Thermoplastic starch (TPS) is one of the main biobased and biodegradable candidates to substitute general-purpose petroleum-based polymers used in the packaging industry. However, TPS shows poor mechanical properties, mainly low elongation at break and toughness, restricting its usage in many applications. Blending TPS with other polymers, such as polylactic acid (PLA), is a common strategy to improve its performance; nonetheless, due to their immiscibility and low physical interaction between the phases, this strategy faces some challenges.

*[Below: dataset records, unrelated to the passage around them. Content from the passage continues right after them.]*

use axum::{
    http::StatusCode,
    response::{IntoResponse, Response},
    Json,
};
use serde_json::{json, Value};

use crate::models::QuotaKind;

#[derive(Debug, thiserror::Error)]
pub enum BackendError {
    #[error("database error: {0}")]
    Database(#[from] sqlx::Error),
    #[error("upstream unreachable: {0}")]
    Transport(#[from] reqwest::Error),
    #[error("upstream returned {status}")]
    Status {
        status: StatusCode,
        body: Option<Value>,
    },
    #[error("invalid upstream payload: {0}")]
    Decode(#[from] serde_json::Error),
    #[error("no profile for authenticated user")]
    ProfileMissing,
    #[error("swipe history write failed after the match was stored: {0}")]
    HistoryAfterMatch(#[source] Box<BackendError>),
}

impl BackendError {
    pub fn match_committed(&self) -> bool {
        matches!(self, BackendError::HistoryAfterMatch(_))
    }
}

#[derive(Debug, thiserror::Error)]
pub enum AppError {
    #[error(transparent)]
    Backend(#[from] BackendError),
    #[error("unauthorized")]
    Unauthorized,
    #[error("{0} not found")]
    NotFound(&'static str),
    #[error("{0}")]
    BadRequest(String),
    #[error("{0}")]
    Validation(String),
    #[error("daily {0} quota reached")]
    QuotaExhausted(QuotaKind),
    #[error("no cards left in deck")]
    DeckFinished,
}

impl From<sqlx::Error> for AppError {
    fn from(err: sqlx::Error) -> Self {
        AppError::Backend(BackendError::Database(err))
    }
}

impl AppError {
    fn status_and_code(&self) -> (StatusCode, &'static str) {
        match self {
            AppError::Backend(BackendError::ProfileMissing) => {
                (StatusCode::CONFLICT, "profile_missing")
            }
            AppError::Backend(BackendError::Database(_)) => {
                (StatusCode::INTERNAL_SERVER_ERROR, "database_error")
            }
            AppError::Backend(_) => (StatusCode::BAD_GATEWAY, "bad_gateway"),
            AppError::Unauthorized => (StatusCode::UNAUTHORIZED, "unauthorized"),
            AppError::NotFound(_) => (StatusCode::NOT_FOUND, "not_found"),
            AppError::BadRequest(_) => (StatusCode::BAD_REQUEST, "bad_request"),
            AppError::Validation(_) => (StatusCode::UNPROCESSABLE_ENTITY, "validation_failed"),
            AppError::QuotaExhausted(_) => (StatusCode::TOO_MANY_REQUESTS, "quota_exhausted"),
            AppError::DeckFinished => (StatusCode::CONFLICT, "deck_finished"),
        }
    }
}

impl IntoResponse for AppError {
    fn into_response(self) -> Response {
        let (status, code) = self.status_and_code();
        if status.is_server_error() {
            tracing::warn!(error = %self, code, "request_failed");
        }

        // Upstream bodies are passed through so the client sees the backend's reason.
        if let AppError::Backend(BackendError::Status {
            body: Some(body), ..
        }) = &self
        {
            return (status, Json(body.clone())).into_response();
        }

        (
            status,
            Json(json!({ "error": code, "message": self.to_string() })),
        )
            .into_response()
    }
}

#[cfg(test)]
mod tests {
    use super::*;

    #[test]
    fn quota_exhaustion_maps_to_429() {
        let resp = AppError::QuotaExhausted(QuotaKind::Swipe).into_response();
        assert_eq!(resp.status(), StatusCode::TOO_MANY_REQUESTS);
    }

    #[test]
    fn missing_profile_is_a_conflict_not_a_gateway_error() {
        let resp = AppError::from(BackendError::ProfileMissing).into_response();
        assert_eq!(resp.status(), StatusCode::CONFLICT);
    }
}
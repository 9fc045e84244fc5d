use dotenvy::dotenv;
use sqlx::sqlite::SqlitePoolOptions;
use std::net::SocketAddr;
use std::sync::Arc;
use tracing::info;

use matchdeck::backend::{MatchBackend, RestBackend, SqliteBackend};
use matchdeck::config::{AppConfig, BackendKind};
use matchdeck::database::schema;
use matchdeck::web::{build_router, AppState};

#[tokio::main]
async fn main() {
    // Laad .env bestand
    dotenv().ok();

    // 1. Start logging
    tracing_subscriber::fmt::init();

    // 2. Configuratie uit de omgeving
    let config = match AppConfig::from_env() {
        Ok(c) => c,
        Err(e) => {
            eprintln!("❌ Configuratie fout: {}", e);
            std::process::exit(1);
        }
    };

    // 3. Verbind met de Database
    println!("Verbinden met database: {}", config.database_url);
    let pool = SqlitePoolOptions::new()
        .connect(&config.database_url)
        .await
        .expect("Kan niet verbinden met DB");
    schema::ensure_schema(&pool)
        .await
        .expect("Kan schema niet aanmaken");

    // 4. Kies de backend
    let backend: Arc<dyn MatchBackend> = match config.backend_kind {
        BackendKind::Sqlite => Arc::new(SqliteBackend::new(pool.clone())),
        BackendKind::Rest => Arc::new(RestBackend::new(&config.rest)),
    };
    info!(
        backend = ?config.backend_kind,
        build = env!("MATCHDECK_BUILD_ID"),
        "Backend gekozen"
    );

    let host = config.host.clone();
    let port = config.port;
    let app = build_router(AppState::new(pool, backend, config));

    // 5. Start de server (met fallback poort)
    let addr: SocketAddr = format!("{}:{}", host, port)
        .parse()
        .expect("Kan host/port niet parsen");

    let listener = match tokio::net::TcpListener::bind(addr).await {
        Ok(l) => l,
        Err(e) => {
            eprintln!(
                "⚠️  Kon niet binden op {}: {}. Probeer fallback {}:{}",
                addr,
                e,
                host,
                port + 1
            );
            let fallback: SocketAddr = format!("{}:{}", host, port + 1)
                .parse()
                .expect("Kan fallback niet parsen");
            tokio::net::TcpListener::bind(fallback)
                .await
                .expect("Kan niet binden op fallback poort")
        }
    };

    let bound_addr = listener
        .local_addr()
        .expect("Kan lokaal adres niet lezen");
    println!("🚀 Server draait op http://{}", bound_addr);

    axum::serve(listener, app).await.expect("Server gestopt met fout");
}
use serde::{Deserialize, Serialize};

use super::ExperienceLevel;

// Raw row; skills are stored as a JSON array in TEXT.
#[derive(Debug, Clone, sqlx::FromRow)]
pub struct ProjectRow {
    pub id: String,
    pub owner_profile_id: String,
    pub title: String,
    pub description: Option<String>,
    pub category: Option<String>,
    pub required_skills: String,
    pub experience_level: String,
    pub collaboration_type: Option<String>,
    pub duration: Option<String>,
    pub stage: Option<String>,
    pub city: Option<String>,
    pub latitude: Option<f64>,
    pub longitude: Option<f64>,
    pub is_verified: i64,
}

#[derive(Debug, Clone, PartialEq, Serialize, Deserialize)]
pub struct Project {
    pub id: String,
    pub owner_profile_id: String,
    pub title: String,
    #[serde(default)]
    pub description: Option<String>,
    #[serde(default)]
    pub category: Option<String>,
    #[serde(default)]
    pub required_skills: Vec<String>,
    #[serde(default)]
    pub experience_level: ExperienceLevel,
    #[serde(default)]
    pub collaboration_type: Option<String>,
    #[serde(default)]
    pub duration: Option<String>,
    #[serde(default)]
    pub stage: Option<String>,
    #[serde(default)]
    pub city: Option<String>,
    #[serde(default)]
    pub latitude: Option<f64>,
    #[serde(default)]
    pub longitude: Option<f64>,
    #[serde(default)]
    pub is_verified: bool,
    #[serde(default, skip_serializing_if = "Option::is_none")]
    pub distance_km: Option<f64>,
}

impl From<ProjectRow> for Project {
    fn from(row: ProjectRow) -> Self {
        Project {
            id: row.id,
            owner_profile_id: row.owner_profile_id,
            title: row.title,
            description: row.description,
            category: row.category,
            required_skills: serde_json::from_str(&row.required_skills).unwrap_or_default(),
            experience_level: ExperienceLevel::parse(&row.experience_level),
            collaboration_type: row.collaboration_type,
            duration: row.duration,
            stage: row.stage,
            city: row.city,
            latitude: row.latitude,
            longitude: row.longitude,
            is_verified: row.is_verified != 0,
            distance_km: None,
        }
    }
}

// Projects that have a city but were never geocoded.
#[derive(Debug, Clone, sqlx::FromRow)]
pub struct ProjectGeoCandidateRow {
    pub id: String,
    pub title: String,
    pub city: Option<String>,
    pub latitude: Option<f64>,
    pub longitude: Option<f64>,
}
use sqlx::SqlitePool;

use crate::models::AppointmentRow;

pub struct NewAppointment<'a> {
    pub id: &'a str,
    pub organizer_user_id: &'a str,
    pub participant_user_id: &'a str,
    pub title: &'a str,
    pub starts_at: &'a str,
    pub ends_at: &'a str,
}

const SQL_INSERT_APPOINTMENT: &str = r#"
INSERT INTO appointments (
  id,
  organizer_user_id,
  participant_user_id,
  title,
  starts_at,
  ends_at
) VALUES (?1, ?2, ?3, ?4, ?5, ?6)
"#;

const SQL_LIST_UPCOMING: &str = r#"
SELECT id, organizer_user_id, participant_user_id, title, starts_at, ends_at, status
FROM appointments
WHERE (organizer_user_id = ?1 OR participant_user_id = ?1)
    AND status = 'scheduled'
    AND ends_at >= ?2
ORDER BY starts_at ASC
"#;

const SQL_CANCEL_APPOINTMENT: &str = r#"
UPDATE appointments
SET status = 'cancelled'
WHERE id = ?1 AND organizer_user_id = ?2 AND status = 'scheduled'
"#;

pub async fn insert_appointment(pool: &SqlitePool, a: NewAppointment<'_>) -> sqlx::Result<()> {
    sqlx::query(SQL_INSERT_APPOINTMENT)
        .bind(a.id)
        .bind(a.organizer_user_id)
        .bind(a.participant_user_id)
        .bind(a.title)
        .bind(a.starts_at)
        .bind(a.ends_at)
        .execute(pool)
        .await?;
    Ok(())
}

pub async fn list_upcoming(
    pool: &SqlitePool,
    user_id: &str,
    now: &str,
) -> sqlx::Result<Vec<AppointmentRow>> {
    sqlx::query_as::<_, AppointmentRow>(SQL_LIST_UPCOMING)
        .bind(user_id)
        .bind(now)
        .fetch_all(pool)
        .await
}

pub async fn cancel_appointment(
    pool: &SqlitePool,
    appointment_id: &str,
    organizer_user_id: &str,
) -> sqlx::Result<u64> {
    let result = sqlx::query(SQL_CANCEL_APPOINTMENT)
        .bind(appointment_id)
        .bind(organizer_user_id)
        .execute(pool)
        .await?;
    Ok(result.rows_affected())
}
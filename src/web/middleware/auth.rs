use axum::{
    extract::{Request, State},
    http::header,
    middleware::Next,
    response::{IntoResponse, Response},
};
use base64::{engine::general_purpose, Engine as _};
use serde::Deserialize;
use sqlx::SqlitePool;

use crate::database::profile_repo;
use crate::error::AppError;

#[derive(Clone, Debug)]
pub struct AuthenticatedUser {
    pub id: String,
    /// Raw cookie token, forwarded to the REST backend. `None` for the
    /// local `current_user` fallback.
    pub access_token: Option<String>,
}

#[derive(Deserialize)]
struct JwtPayload {
    sub: String,
}

pub fn cookie_value<'a>(cookies: &'a str, name: &str) -> Option<&'a str> {
    cookies
        .split(';')
        .map(str::trim)
        .find_map(|c| c.strip_prefix(name).and_then(|rest| rest.strip_prefix('=')))
        .filter(|v| !v.is_empty())
}

/// Reads `sub` from the JWT payload without checking the signature. With
/// the REST backend the token is forwarded and verified upstream; the
/// SQLite backend is a local store and trusts it.
fn subject_from_token(token: &str) -> Option<String> {
    let mut parts = token.split('.');
    let (_, payload, _) = (parts.next()?, parts.next()?, parts.next()?);
    if parts.next().is_some() {
        return None;
    }
    let bytes = general_purpose::URL_SAFE_NO_PAD.decode(payload).ok()?;
    let payload: JwtPayload = serde_json::from_slice(&bytes).ok()?;
    (!payload.sub.is_empty()).then_some(payload.sub)
}

pub async fn require_auth(
    State(pool): State<SqlitePool>,
    mut request: Request,
    next: Next,
) -> Response {
    let token = request
        .headers()
        .get(header::COOKIE)
        .and_then(|hv| hv.to_str().ok())
        .and_then(|cookies| cookie_value(cookies, "access_token"))
        .map(str::to_string);

    if let Some((id, token)) = token.and_then(|t| subject_from_token(&t).map(|id| (id, t))) {
        request.extensions_mut().insert(AuthenticatedUser {
            id,
            access_token: Some(token),
        });
        return next.run(request).await;
    }

    // Fallback for offline/local usage: use the current_user table
    if let Ok(Some(id)) = profile_repo::load_current_user_id(&pool).await {
        request.extensions_mut().insert(AuthenticatedUser {
            id,
            access_token: None,
        });
        return next.run(request).await;
    }

    AppError::Unauthorized.into_response()
}

#[cfg(test)]
mod tests {
    use super::*;
    use crate::database::schema::test_support::memory_pool;
    use axum::body::{to_bytes, Body};
    use axum::routing::get;
    use axum::{middleware, Extension, Router};
    use tower::ServiceExt;

    async fn whoami(Extension(user): Extension<AuthenticatedUser>) -> String {
        format!("{}|{}", user.id, user.access_token.unwrap_or_default())
    }

    #[test]
    fn subject_is_read_from_payload() {
        let payload = general_purpose::URL_SAFE_NO_PAD.encode(br#"{"sub":"u-1","role":"authenticated"}"#);
        assert_eq!(
            subject_from_token(&format!("h.{}.s", payload)).as_deref(),
            Some("u-1")
        );
        assert_eq!(subject_from_token("not-a-jwt"), None);
        assert_eq!(subject_from_token(&format!("h.{}.s.x", payload)), None);
    }

    #[test]
    fn cookie_lookup_matches_whole_name() {
        let cookies = "refresh_token=r; xaccess_token=bad;access_token=good";
        assert_eq!(cookie_value(cookies, "access_token"), Some("good"));
        assert_eq!(cookie_value("access_token=", "access_token"), None);
    }

    #[tokio::test]
    async fn cookie_token_travels_with_the_user() {
        let pool = memory_pool().await;
        let app = Router::new()
            .route("/me", get(whoami))
            .layer(middleware::from_fn_with_state(pool.clone(), require_auth));

        let payload = general_purpose::URL_SAFE_NO_PAD.encode(br#"{"sub":"u-7"}"#);
        let token = format!("h.{}.s", payload);
        let response = app
            .clone()
            .oneshot(
                axum::http::Request::builder()
                    .uri("/me")
                    .header(header::COOKIE, format!("access_token={}", token))
                    .body(Body::empty())
                    .unwrap(),
            )
            .await
            .unwrap();
        let body = to_bytes(response.into_body(), usize::MAX).await.unwrap();
        assert_eq!(body, format!("u-7|{}", token).as_bytes());

        let response = app
            .oneshot(axum::http::Request::builder().uri("/me").body(Body::empty()).unwrap())
            .await
            .unwrap();
        assert_eq!(response.status(), axum::http::StatusCode::UNAUTHORIZED);
    }
}
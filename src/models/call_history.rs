use serde::Serialize;

#[derive(Debug, Clone, Serialize, sqlx::FromRow)]
pub struct CallHistoryRow {
    pub call_id: String,
    pub caller_user_id: String,
    pub participant_user_id: String,
    pub started_at: String,
    pub ended_at: Option<String>,
    pub status: String,
}
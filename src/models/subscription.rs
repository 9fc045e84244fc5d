use serde::{Deserialize, Serialize};
use std::fmt;

#[derive(Debug, Clone, Copy, PartialEq, Eq, Default, Serialize, Deserialize)]
#[serde(rename_all = "lowercase")]
pub enum Plan {
    #[default]
    Free,
    Pro,
    Business,
}

impl Plan {
    pub fn as_str(self) -> &'static str {
        match self {
            Plan::Free => "free",
            Plan::Pro => "pro",
            Plan::Business => "business",
        }
    }

    pub fn parse(input: &str) -> Option<Self> {
        match input.trim().to_lowercase().as_str() {
            "free" => Some(Plan::Free),
            "pro" => Some(Plan::Pro),
            "business" => Some(Plan::Business),
            _ => None,
        }
    }

    /// Daily limit for the given action; `None` means unlimited.
    pub fn daily_limit(self, kind: QuotaKind) -> Option<u32> {
        match (self, kind) {
            (Plan::Free, QuotaKind::Swipe) => Some(10),
            (Plan::Free, QuotaKind::Message) => Some(20),
            (Plan::Pro, QuotaKind::Swipe) => Some(50),
            (Plan::Pro, QuotaKind::Message) => Some(200),
            (Plan::Business, _) => None,
        }
    }
}

#[derive(Debug, Clone, Copy, PartialEq, Eq, Serialize, Deserialize)]
#[serde(rename_all = "lowercase")]
pub enum QuotaKind {
    Swipe,
    Message,
}

impl QuotaKind {
    pub fn as_str(self) -> &'static str {
        match self {
            QuotaKind::Swipe => "swipe",
            QuotaKind::Message => "message",
        }
    }
}

impl fmt::Display for QuotaKind {
    fn fmt(&self, f: &mut fmt::Formatter<'_>) -> fmt::Result {
        f.write_str(self.as_str())
    }
}
use axum::http::StatusCode;
use serde::Deserialize;
use tracing::warn;

use crate::config::LocationApiConfig;
use crate::error::BackendError;
use crate::models::City;

#[derive(Debug, Deserialize)]
struct Geo {
    lat: Option<f64>,
    lng: Option<f64>,
}

#[derive(Debug, Deserialize)]
struct LocationHit {
    id: Option<String>,
    naam: Option<String>,
    name: Option<String>,
    lat: Option<f64>,
    lon: Option<f64>,
    latitude: Option<f64>,
    longitude: Option<f64>,
    #[serde(rename = "_geo")]
    geo: Option<Geo>,
}

#[derive(Debug, Deserialize)]
struct SearchResponse {
    hits: Option<Vec<LocationHit>>,
}

/// City lookup against the location search service. Queries shorter than two
/// characters return nothing without a round trip.
pub async fn search_cities(
    config: &LocationApiConfig,
    q: &str,
    limit: usize,
) -> Result<Vec<City>, BackendError> {
    let q = q.trim();
    if q.chars().count() < 2 {
        return Ok(Vec::new());
    }

    let limit = limit.clamp(1, 20);
    let url = format!("{}/search", config.base_url.trim_end_matches('/'));
    let client = reqwest::Client::new();

    let mut req = client
        .get(&url)
        .query(&[("q", q), ("limit", &limit.to_string())])
        .header("Host", config.host_header.as_str());

    if let Some(key) = &config.api_key {
        req = req.header("x-api-key", key);
    }

    let resp = req.send().await.map_err(|e| {
        warn!("📍 Location search upstream unreachable: {}", e);
        BackendError::Transport(e)
    })?;

    if !resp.status().is_success() {
        warn!("📍 Location search upstream non-OK: {}", resp.status());
        let status =
            StatusCode::from_u16(resp.status().as_u16()).unwrap_or(StatusCode::BAD_GATEWAY);
        return Err(BackendError::Status { status, body: None });
    }

    let parsed: SearchResponse = resp.json().await.map_err(|e| {
        warn!("📍 Location search upstream JSON parse failed: {}", e);
        BackendError::Transport(e)
    })?;

    Ok(cities_from_hits(parsed.hits.unwrap_or_default()))
}

fn cities_from_hits(hits: Vec<LocationHit>) -> Vec<City> {
    hits.into_iter()
        .filter_map(|hit| {
            let geo_lat = hit.geo.as_ref().and_then(|g| g.lat);
            let geo_lng = hit.geo.as_ref().and_then(|g| g.lng);
            let latitude = geo_lat.or(hit.lat).or(hit.latitude)?;
            let longitude = geo_lng.or(hit.lon).or(hit.longitude)?;
            let name = hit.naam.or(hit.name).filter(|n| !n.trim().is_empty())?;

            Some(City {
                id: hit.id.unwrap_or_else(|| name.to_lowercase()),
                name,
                latitude,
                longitude,
            })
        })
        .collect()
}

#[cfg(test)]
mod tests {
    use super::*;

    #[test]
    fn hits_prefer_geo_block_and_skip_nameless_or_coordless() {
        let raw = serde_json::json!({
            "hits": [
                { "id": "paris", "name": "Paris", "lat": 1.0, "lon": 1.0,
                  "_geo": { "lat": 48.8566, "lng": 2.3522 } },
                { "id": "ghost", "name": "Ghost town" },
                { "naam": "Utrecht", "latitude": 52.09, "longitude": 5.12 },
                { "id": "blank", "name": "  ", "lat": 0.0, "lon": 0.0 }
            ]
        });
        let parsed: SearchResponse = serde_json::from_value(raw).unwrap();
        let cities = cities_from_hits(parsed.hits.unwrap());

        assert_eq!(cities.len(), 2);
        assert_eq!(cities[0].latitude, 48.8566);
        assert_eq!(cities[1].id, "utrecht");
    }

    #[tokio::test]
    async fn short_queries_skip_the_upstream() {
        let config = LocationApiConfig {
            base_url: "http://127.0.0.1:9".to_string(),
            ..Default::default()
        };
        assert!(search_cities(&config, " p ", 5).await.unwrap().is_empty());
    }
}
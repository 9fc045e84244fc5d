use async_trait::async_trait;
use std::sync::Arc;

use crate::backend::MatchBackend;
use crate::error::BackendError;
use crate::models::{Candidate, Role, SwipeDirection, TargetKind, UserProfile};
use crate::services::swipe_filters::{
    experience_matches, matches_skills, matches_text, SwipeFilters,
};
use crate::services::swipe_service::{fetch_fail_soft, record_swipe, SwipeLogic};

pub struct OwnerSwipeLogic {
    backend: Arc<dyn MatchBackend>,
}

impl OwnerSwipeLogic {
    pub fn new(backend: Arc<dyn MatchBackend>) -> Self {
        Self { backend }
    }

    pub async fn fetch_seekers(
        &self,
        center_lat: f64,
        center_lon: f64,
        radius_km: f64,
    ) -> Vec<UserProfile> {
        fetch_fail_soft("seekers", center_lat, center_lon, radius_km, || {
            self.backend.search_profiles_by_location(
                center_lat,
                center_lon,
                radius_km,
                Some(Role::Seeker),
            )
        })
        .await
    }

    /// `duration` matches the seeker's availability.
    pub fn filter_seekers(
        &self,
        profiles: Vec<UserProfile>,
        filters: &SwipeFilters,
    ) -> Vec<UserProfile> {
        profiles
            .into_iter()
            .filter(|p| matches_text(filters.sector(), p.sector.as_deref()))
            .filter(|p| matches_text(filters.duration(), p.availability.as_deref()))
            .filter(|p| experience_matches(filters.stage(), p.experience_level))
            .filter(|p| matches_skills(&filters.skills, &p.skills))
            .collect()
    }

    pub async fn handle_seeker_swipe(
        &self,
        auth_user_id: &str,
        profile_id: &str,
        direction: SwipeDirection,
    ) -> Result<(), BackendError> {
        record_swipe(
            self.backend.as_ref(),
            auth_user_id,
            profile_id,
            TargetKind::Profile,
            direction,
        )
        .await
    }
}

#[async_trait]
impl SwipeLogic for OwnerSwipeLogic {
    fn role(&self) -> Role {
        Role::Owner
    }

    async fn fetch(&self, center_lat: f64, center_lon: f64, radius_km: f64) -> Vec<Candidate> {
        self.fetch_seekers(center_lat, center_lon, radius_km)
            .await
            .into_iter()
            .map(Candidate::Profile)
            .collect()
    }

    fn filter(&self, items: Vec<Candidate>, filters: &SwipeFilters) -> Vec<Candidate> {
        let profiles = items
            .into_iter()
            .filter_map(|c| match c {
                Candidate::Profile(p) => Some(p),
                Candidate::Project(_) => None,
            })
            .collect();
        self.filter_seekers(profiles, filters)
            .into_iter()
            .map(Candidate::Profile)
            .collect()
    }

    async fn handle_swipe(
        &self,
        auth_user_id: &str,
        item_id: &str,
        direction: SwipeDirection,
    ) -> Result<(), BackendError> {
        self.handle_seeker_swipe(auth_user_id, item_id, direction)
            .await
    }
}

#[cfg(test)]
pub(crate) mod fixtures {
    use crate::models::{ExperienceLevel, Role, UserProfile};

    pub fn seeker(id: &str, level: ExperienceLevel) -> UserProfile {
        UserProfile {
            id: id.to_string(),
            user_id: format!("u-{}", id),
            full_name: Some(format!("Seeker {}", id)),
            role: Role::Seeker,
            sector: Some("fintech".to_string()),
            skills: vec!["TypeScript".to_string(), "Rust".to_string()],
            experience_level: level,
            availability: Some("part-time".to_string()),
            city: Some("Paris".to_string()),
            latitude: Some(48.8566),
            longitude: Some(2.3522),
            is_verified: false,
            bio: None,
            distance_km: None,
        }
    }
}

#[cfg(test)]
mod tests {
    use super::fixtures::seeker;
    use super::*;
    use crate::models::ExperienceLevel;
    use crate::services::swipe_service::test_support::{Call, RecordingBackend};

    #[tokio::test]
    async fn fetch_asks_for_seekers_only() {
        let backend = Arc::new(RecordingBackend {
            profiles: vec![seeker("a", ExperienceLevel::Junior)],
            ..Default::default()
        });
        let logic = OwnerSwipeLogic::new(backend.clone());
        assert_eq!(logic.fetch_seekers(48.8566, 2.3522, 25.0).await.len(), 1);
        assert_eq!(
            backend.calls(),
            vec![Call::SearchProfiles(48.8566, 2.3522, 25.0, Some(Role::Seeker))]
        );
    }

    #[test]
    fn experience_and_availability_filters_combine() {
        let logic = OwnerSwipeLogic::new(Arc::new(RecordingBackend::default()));
        let mut full_time = seeker("ft", ExperienceLevel::Senior);
        full_time.availability = Some("full-time".to_string());
        let items = vec![
            seeker("jr", ExperienceLevel::Junior),
            seeker("sr", ExperienceLevel::Senior),
            seeker("open", ExperienceLevel::Any),
            full_time,
        ];
        let filters = SwipeFilters {
            duration: Some("part-time".to_string()),
            stage: Some("senior".to_string()),
            ..Default::default()
        };
        let ids: Vec<_> = logic
            .filter_seekers(items, &filters)
            .into_iter()
            .map(|p| p.id)
            .collect();
        assert_eq!(ids, vec!["sr", "open"]);
    }

    #[tokio::test]
    async fn swipe_targets_profiles() {
        let backend = Arc::new(RecordingBackend::with_actor("owner-1"));
        let logic = OwnerSwipeLogic::new(backend.clone());
        logic
            .handle_seeker_swipe("u-owner", "seeker-7", SwipeDirection::Left)
            .await
            .unwrap();
        assert_eq!(
            backend.calls().last(),
            Some(&Call::Swipe(
                "owner-1".to_string(),
                "seeker-7".to_string(),
                TargetKind::Profile,
                SwipeDirection::Left
            ))
        );
    }
}
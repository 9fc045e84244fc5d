use serde::{Deserialize, Serialize};

use super::ExperienceLevel;

#[derive(Debug, Clone, Copy, PartialEq, Eq, Hash, Serialize, Deserialize)]
#[serde(rename_all = "lowercase")]
pub enum Role {
    Owner,
    Seeker,
    Investor,
}

impl Role {
    pub fn as_str(self) -> &'static str {
        match self {
            Role::Owner => "owner",
            Role::Seeker => "seeker",
            Role::Investor => "investor",
        }
    }

    pub fn parse(input: &str) -> Option<Self> {
        match input.trim().to_lowercase().as_str() {
            "owner" => Some(Role::Owner),
            "seeker" => Some(Role::Seeker),
            "investor" => Some(Role::Investor),
            _ => None,
        }
    }
}

#[derive(Debug, Clone, sqlx::FromRow)]
pub struct ProfileRow {
    pub id: String,
    pub user_id: String,
    pub full_name: Option<String>,
    pub role: String,
    pub sector: Option<String>,
    pub skills: String,
    pub experience_level: String,
    pub availability: Option<String>,
    pub city: Option<String>,
    pub latitude: Option<f64>,
    pub longitude: Option<f64>,
    pub is_verified: i64,
    pub bio: Option<String>,
}

#[derive(Debug, Clone, PartialEq, Serialize, Deserialize)]
pub struct UserProfile {
    pub id: String,
    pub user_id: String,
    #[serde(default)]
    pub full_name: Option<String>,
    pub role: Role,
    #[serde(default)]
    pub sector: Option<String>,
    #[serde(default)]
    pub skills: Vec<String>,
    #[serde(default)]
    pub experience_level: ExperienceLevel,
    #[serde(default)]
    pub availability: Option<String>,
    #[serde(default)]
    pub city: Option<String>,
    #[serde(default)]
    pub latitude: Option<f64>,
    #[serde(default)]
    pub longitude: Option<f64>,
    #[serde(default)]
    pub is_verified: bool,
    #[serde(default)]
    pub bio: Option<String>,
    #[serde(default, skip_serializing_if = "Option::is_none")]
    pub distance_km: Option<f64>,
}

impl From<ProfileRow> for UserProfile {
    fn from(row: ProfileRow) -> Self {
        UserProfile {
            id: row.id,
            user_id: row.user_id,
            full_name: row.full_name,
            // The role column is constrained by the schema; seekers are the safe default.
            role: Role::parse(&row.role).unwrap_or(Role::Seeker),
            sector: row.sector,
            skills: serde_json::from_str(&row.skills).unwrap_or_default(),
            experience_level: ExperienceLevel::parse(&row.experience_level),
            availability: row.availability,
            city: row.city,
            latitude: row.latitude,
            longitude: row.longitude,
            is_verified: row.is_verified != 0,
            bio: row.bio,
            distance_km: None,
        }
    }
}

Herein, a commercial grade of TPS was melt-mixed with PLA using various non-reactive and reactive compatibilization systems to increase the interfacial interaction of the blend and therefore, improve the mechanical performance. Polybutylene adipate terephthalate (PBAT) and poly(ethylene-co-glycidyl methacrylate) (EGMA) alongside synthesized PLA-grafted-maleic anhydride (MAPLA) and PBAT-grafted-maleic anhydride (MAPBAT) and their combinations were added to TPS/PLA blends. EGMA and MA-grafted compatibilizers were selected due to their ability to react with PLA and TPS on their hydroxyl groups and hence demonstrate reactive compatibilization. The mechanical, morphological, rheological, and thermal properties of these composites were evaluated and compared against each other. Although all the compatibilizers improved the mechanical properties of the TPS/PLA blend, the TPS/PLA/MAPBAT and TPS/PLA/MAPBAT/EGMA systems showed the greatest effect, enhancing the ductile behaviour of the blend and increasing the tensile strain at break from 6 % to 37 % and 73 %, respectively. Morphological studies confirmed that MA-grafted compatibilizers significantly reduced the average dispersed PLA domain diameter decreasing from 1.35 µm in non-compatibilized blends to 0.35 µm in TPS/PLA/MAPBAT/EGMA. The compatibilized TPS/PLA blends also showed enhancements in the thermal properties, more pronounced for samples containing EGMA and MAPBAT. This research is significant in the identification and development of suitable compatibilization systems for various polymeric blends in regard to their application.